Many of us believe it’s impossible, or a bad idea, to control our thoughts. And we go through the day reacting to whatever we see happening around us, allowing people and circumstances to tell us how to feel rather than being in charge of our attitude and our response to life.

When we consciously choose our thoughts in order to produce a feeling that we want, and then we purposefully express emotions that maintain a consistent attitude, we’re choosing for well-being.

We can manage our emotions.

Our emotions are goal-oriented activities that we do on purpose to achieve something we want. And feeling sad or happy is not the result of people or circumstances – it’s the result of whatever we’re thinking and believing.

To be in charge of our emotions, we need to name what we’re doing, why we’re doing it, the result it’s getting, and whether it’s the result we want. And if not, what do we truly want, and how can we best get it?

It will help to name our emotions precisely, based on why we’re doing them. Instead of saying, “You make me angry!” say, “I can’t stand it when you don’t do what I want you to do, and I choose anger to try to manipulate you.”

We can’t stop what we don’t know we’re doing. But we can change anything that we’re willing to name.

Why name the name? 

Naming the name means admitting that we’ve chosen to do whatever we’re doing, because we wanted the effect it’s producing. It means giving up any pretense that the way we feel is caused by someone else or by some condition of life.

“I’m in this situation because I want to be doing what I’m doing, and I’m solely responsible for the experience that I’m having, and no one is doing it to me.”

This is what it takes to become deliberately conscious.  It’s called “getting our servants to obey us,” meaning our mind, body, emotions, talents. Through naming the name, we’re able to summon what we want and dismiss what we don’t want. And we get to participate in life as conscious creators.

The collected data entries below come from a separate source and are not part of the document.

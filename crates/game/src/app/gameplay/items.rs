#[derive(Debug, Clone, Copy, PartialEq, Eq, Serialize, Deserialize)]
enum ToolKind {
    Hoe,
    WateringCan,
    Scythe,
}

#[derive(Debug, Clone, Copy, PartialEq, Eq, Serialize, Deserialize)]
enum ItemKind {
    Tool(ToolKind),
    Seed(PlantId),
    Crop(PlantId),
}

/// The whole ground-editing rule set. Pure: which tile an item turns the
/// current tile into, `None` when the item does nothing to that ground.
/// Side effects (plant registration, watering, harvest payouts) happen a
/// level up in [`AreaScreen::use_item`].
fn tile_after_item_use(item: &ItemKind, current_tile: u32) -> Option<u32> {
    match item {
        ItemKind::Tool(ToolKind::Hoe) => match current_tile {
            TILE_GRASS => Some(TILE_SOIL),
            TILE_SOIL => Some(TILE_TILLED),
            _ => None,
        },
        ItemKind::Tool(ToolKind::WateringCan) => {
            (current_tile == TILE_TILLED).then_some(TILE_TILLED_WET)
        }
        ItemKind::Tool(ToolKind::Scythe) => is_mature_tile(current_tile).then_some(TILE_TILLED),
        ItemKind::Seed(plant) => {
            if matches!(current_tile, TILE_TILLED | TILE_TILLED_WET) {
                growth_for(*plant).stage_tiles.first().copied()
            } else {
                None
            }
        }
        ItemKind::Crop(_) => None,
    }
}
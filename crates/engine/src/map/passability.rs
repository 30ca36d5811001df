use std::collections::HashSet;

/// The tile ids one map instance designates as walkable. Movement checks
/// are pure membership: an id outside the set is impassable, and id 0
/// (empty) gets no special treatment in either direction.
#[derive(Debug, Clone, Default, PartialEq, Eq)]
pub struct PassableSet {
    ids: HashSet<u32>,
}

impl PassableSet {
    pub fn new() -> Self {
        Self::default()
    }

    /// Parses a comma-separated id list, the format carried by map-level
    /// walkability properties. Blank or non-numeric entries are ignored.
    pub fn from_id_list(raw: &str) -> Self {
        Self {
            ids: raw
                .split(',')
                .filter_map(|token| token.trim().parse::<u32>().ok())
                .collect(),
        }
    }

    pub fn insert(&mut self, id: u32) -> bool {
        self.ids.insert(id)
    }

    pub fn is_passable(&self, tile_id: u32) -> bool {
        self.ids.contains(&tile_id)
    }

    pub fn len(&self) -> usize {
        self.ids.len()
    }

    pub fn is_empty(&self) -> bool {
        self.ids.is_empty()
    }
}

impl FromIterator<u32> for PassableSet {
    fn from_iter<I: IntoIterator<Item = u32>>(iter: I) -> Self {
        Self {
            ids: iter.into_iter().collect(),
        }
    }
}

#[cfg(test)]
mod tests {
    use super::*;

    #[test]
    fn membership_is_the_whole_contract() {
        let set: PassableSet = [1u32, 2, 3].into_iter().collect();
        assert!(!set.is_passable(0));
        assert!(set.is_passable(2));
        assert!(!PassableSet::new().is_passable(5));
    }

    #[test]
    fn empty_tile_id_can_be_made_walkable() {
        let mut set = PassableSet::new();
        assert!(!set.is_passable(0));
        set.insert(0);
        assert!(set.is_passable(0));
    }

    #[test]
    fn id_list_parsing_skips_junk_entries() {
        let set = PassableSet::from_id_list(" 1, 2,, x7 ,3 ");
        assert_eq!(set.len(), 3);
        assert!(set.is_passable(1));
        assert!(set.is_passable(3));
        assert!(!set.is_passable(7));
    }
}
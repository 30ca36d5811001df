use std::env;
use std::fs;
use std::path::{Path, PathBuf};

use thiserror::Error;

pub mod map;
pub mod save;

pub use map::{
    decode_layer_data, encode_csv_layer, load_map, load_map_from_str, parse_map_document,
    DecodedLayer, LayerCompression, LayerEncoding, MapErrorCode, MapFormatError, MapLoadError,
    MapObject, MapShapeError, ObjectGroup, Orientation, PassableSet, SourceLocation, Texture,
    TextureCache, TextureError, TileDataError, TileLayer, TileMap, TileMutator, TileRegion,
    Tileset, FLIP_DIAGONAL, FLIP_HORIZONTAL, FLIP_VERTICAL,
};
pub use save::{
    map_entry_name, ArchiveError, MapPersistence, PatchError, SaveArchive, PLAYER_ENTRY,
    TIME_ENTRY,
};

pub const ROOT_ENV_VAR: &str = "FERNHOLLOW_ROOT";

#[derive(Debug, Clone)]
pub struct AppPaths {
    pub root: PathBuf,
    pub assets_dir: PathBuf,
    pub saves_dir: PathBuf,
}

impl AppPaths {
    pub fn maps_dir(&self) -> PathBuf {
        self.assets_dir.join("maps")
    }
}

#[derive(Debug, Error)]
pub enum StartupError {
    #[error("failed to read environment variable {var}: {source}")]
    EnvVar {
        var: &'static str,
        #[source]
        source: env::VarError,
    },
    #[error("failed to resolve current executable path: {0}")]
    CurrentExe(#[source] std::io::Error),
    #[error("current executable path has no parent directory: {0}")]
    ExeHasNoParent(PathBuf),
    #[error("failed to create saves directory at {path}: {source}")]
    CreateSavesDir {
        path: PathBuf,
        #[source]
        source: std::io::Error,
    },
    #[error(
        "FERNHOLLOW_ROOT is set but does not point to a valid project root: {path}\n\
A valid root must contain Cargo.toml and either crates/ or assets/."
    )]
    InvalidEnvRoot { path: PathBuf },
    #[error(
        "Could not detect project root by walking upward from executable directory: {start_dir}\n\
Expected a directory containing Cargo.toml and either crates/ or assets/.\n\
Set {env_var} explicitly, for example:\n\
PowerShell: $env:{env_var}=\"C:\\path\\to\\Fernhollow\"\n\
Bash/zsh: export {env_var}=\"/path/to/Fernhollow\""
    )]
    RootNotFound {
        start_dir: PathBuf,
        env_var: &'static str,
    },
}

pub fn resolve_app_paths() -> Result<AppPaths, StartupError> {
    let root = resolve_root()?;
    let assets_dir = root.join("assets");
    let saves_dir = root.join("saves");

    fs::create_dir_all(&saves_dir).map_err(|source| StartupError::CreateSavesDir {
        path: saves_dir.clone(),
        source,
    })?;

    Ok(AppPaths {
        root,
        assets_dir,
        saves_dir,
    })
}

fn resolve_root() -> Result<PathBuf, StartupError> {
    match env::var(ROOT_ENV_VAR) {
        Ok(value) => {
            let raw = PathBuf::from(value);
            let normalized = normalize_path(&raw);
            if is_repo_marker(&normalized) {
                Ok(normalized)
            } else {
                Err(StartupError::InvalidEnvRoot { path: normalized })
            }
        }
        Err(env::VarError::NotPresent) => {
            let exe = env::current_exe().map_err(StartupError::CurrentExe)?;
            let exe_dir = exe
                .parent()
                .map(Path::to_path_buf)
                .ok_or_else(|| StartupError::ExeHasNoParent(exe.clone()))?;

            for candidate in exe_dir.ancestors() {
                if is_repo_marker(candidate) {
                    return Ok(normalize_path(candidate));
                }
            }

            Err(StartupError::RootNotFound {
                start_dir: normalize_path(&exe_dir),
                env_var: ROOT_ENV_VAR,
            })
        }
        Err(source) => Err(StartupError::EnvVar {
            var: ROOT_ENV_VAR,
            source,
        }),
    }
}

fn is_repo_marker(path: &Path) -> bool {
    let cargo_toml = path.join("Cargo.toml").is_file();
    let has_crates = path.join("crates").is_dir();
    let has_assets = path.join("assets").is_dir();

    cargo_toml && (has_crates || has_assets)
}

fn normalize_path(path: &Path) -> PathBuf {
    fs::canonicalize(path).unwrap_or_else(|_| path.to_path_buf())
}
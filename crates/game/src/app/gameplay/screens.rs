#[derive(Debug, Clone, Copy, PartialEq, Eq)]
enum ItemUseOutcome {
    TileChanged { new_tile: u32 },
    Planted { plant: PlantId },
    Watered,
    Harvested { crop: PlantId },
    NoEffect,
}

/// A loaded area: the tile map, its walkability set, the plant overlay, and
/// (for persistent areas) the archive hookup that keeps tile edits durable.
struct AreaScreen {
    area: AreaId,
    map: TileMap,
    passable: PassableSet,
    persistence: Option<MapPersistence>,
    plants: PlantOverlay,
}

impl AreaScreen {
    /// Loads the area, preferring the archived map entry for persistent
    /// areas. A missing entry is the normal first visit; an unreadable one
    /// is logged and the pristine asset is used instead, so a corrupt save
    /// never blocks entering the farm.
    fn enter(
        paths: &AppPaths,
        archive: &SaveArchive,
        textures: &mut TextureCache,
        area: AreaId,
        day: u32,
    ) -> Result<Self, String> {
        let persistence = area
            .is_persistent()
            .then(|| MapPersistence::new(archive.clone(), area.key()));

        let map = match &persistence {
            Some(persistence) => match persistence.read_document() {
                Ok(document) => {
                    match load_map_from_str(&document, &paths.maps_dir(), textures) {
                        Ok(map) => map,
                        Err(error) => {
                            warn!(
                                area = area.key(),
                                error = %error,
                                "archived_map_unreadable_using_default"
                            );
                            load_pristine_map(paths, textures, area)?
                        }
                    }
                }
                Err(PatchError::Archive(ArchiveError::EntryMissing { .. })) => {
                    debug!(area = area.key(), "no_archived_map_entry");
                    load_pristine_map(paths, textures, area)?
                }
                Err(error) => {
                    warn!(
                        area = area.key(),
                        error = %error,
                        "archived_map_unreadable_using_default"
                    );
                    load_pristine_map(paths, textures, area)?
                }
            },
            None => load_pristine_map(paths, textures, area)?,
        };

        let passable = passable_set_for(&map);
        let plants = PlantOverlay::from_map(&map, day);
        Ok(Self {
            area,
            map,
            passable,
            persistence,
            plants,
        })
    }

    fn area(&self) -> AreaId {
        self.area
    }

    fn map(&self) -> &TileMap {
        &self.map
    }

    fn tile_at(&self, x: u32, y: u32) -> Option<u32> {
        self.map.tile_at(GROUND_LAYER, x, y)
    }

    fn set_tile(&mut self, x: u32, y: u32, tile_id: u32) -> bool {
        let mut mutator = TileMutator::new(Some(&mut self.map), self.persistence.as_ref());
        mutator.set_tile(GROUND_LAYER, x, y, tile_id)
    }

    /// Coordinate-level walkability: out-of-bounds is never walkable.
    fn is_passable(&self, x: u32, y: u32) -> bool {
        self.tile_at(x, y).map_or(false, |tile_id| self.passable.is_passable(tile_id))
    }

    fn region_for_tile(&self, tile_id: u32) -> Option<(&Tileset, TileRegion)> {
        self.map.region_for_tile(tile_id)
    }

    fn use_item(&mut self, item: &ItemKind, x: u32, y: u32, day: u32) -> ItemUseOutcome {
        let Some(current) = self.tile_at(x, y) else {
            debug!(x, y, "item_use_outside_map");
            return ItemUseOutcome::NoEffect;
        };

        // Watering a growing plant marks the plot, the ground tile stays.
        if matches!(item, ItemKind::Tool(ToolKind::WateringCan))
            && plant_for_tile(current).is_some()
        {
            self.plants.water(x, y);
            return ItemUseOutcome::Watered;
        }

        let Some(next) = tile_after_item_use(item, current) else {
            return ItemUseOutcome::NoEffect;
        };
        if !self.set_tile(x, y, next) {
            return ItemUseOutcome::NoEffect;
        }

        match item {
            ItemKind::Seed(plant) => {
                // Sowing into wet ground counts as watered on day one.
                self.plants.register(x, y, *plant, day, current == TILE_TILLED_WET);
                ItemUseOutcome::Planted { plant: *plant }
            }
            ItemKind::Tool(ToolKind::Scythe) => match plant_for_tile(current) {
                Some((plant, _)) => {
                    if let Some(plot) = self.plants.remove(x, y) {
                        debug!(
                            plant = ?plot.plant,
                            planted_day = plot.planted_day,
                            "plot_cleared"
                        );
                    }
                    ItemUseOutcome::Harvested { crop: plant }
                }
                None => ItemUseOutcome::TileChanged { new_tile: next },
            },
            ItemKind::Tool(ToolKind::WateringCan) => ItemUseOutcome::Watered,
            _ => ItemUseOutcome::TileChanged { new_tile: next },
        }
    }

    /// Advances every watered plant one growth stage by rewriting its ground
    /// tile (mature plants hold), then leaves all plots dry for the new day.
    /// Returns how many plots actually advanced.
    fn morning_tick(&mut self) -> usize {
        let mut advanced = 0;
        for (x, y) in self.plants.take_watered() {
            let Some(current) = self.tile_at(x, y) else {
                self.plants.remove(x, y);
                continue;
            };
            let Some((plant, stage)) = plant_for_tile(current) else {
                self.plants.remove(x, y);
                continue;
            };
            let stage_tiles = growth_for(plant).stage_tiles;
            let Some(next_tile) = stage_tiles.get(stage + 1) else {
                continue;
            };
            if self.set_tile(x, y, *next_tile) {
                advanced += 1;
            }
        }
        advanced
    }

    #[cfg(test)]
    fn plants(&self) -> &PlantOverlay {
        &self.plants
    }
}

fn load_pristine_map(
    paths: &AppPaths,
    textures: &mut TextureCache,
    area: AreaId,
) -> Result<TileMap, String> {
    let path = paths.maps_dir().join(format!("{}.tmx", area.key()));
    load_map(&path, textures).map_err(|error| format!("load map '{}': {error}", path.display()))
}

/// Walkable ids come from the map-level `passable` property; tilesets can
/// opt individual tiles in through a per-tile `passable=true` property
/// (crops are walkable this way without listing every stage id on the map).
fn passable_set_for(map: &TileMap) -> PassableSet {
    let mut passable = map
        .properties()
        .get(PASSABLE_PROPERTY)
        .map(|raw| PassableSet::from_id_list(raw))
        .unwrap_or_else(PassableSet::new);
    for tileset in map.tilesets() {
        for (local_id, properties) in &tileset.tile_properties {
            if properties.get(PASSABLE_PROPERTY).map(String::as_str) == Some("true") {
                passable.insert(tileset.first_tile_id + local_id);
            }
        }
    }
    passable
}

We’re valuable because we’re alive.

Another person’s negative communication doesn’t affect our worth or well-being. And it doesn’t need to be a factor in how we feel or respond.

When people strike out with insults or accusations, we’re not their target. We’re only witnessing symptoms of dis-ease in people who are hurting. And their symptoms don’t need to be contagious.

Many people return anger for anger, and hurt for hurt. But we can live differently. By caring why people do what they do, we can hear their pain over their anger, and we can refuse to return hate for hate.

Everyone we encounter is looking for unconditional love, especially those people who pretend they’re not. People who are afraid, impatient, irritable, and who lash out in anger, are really saying, “I need love desperately.”

If we handle our self-worth issues first, we can function in a healthy and inclusive way toward people who may not feel the same yet.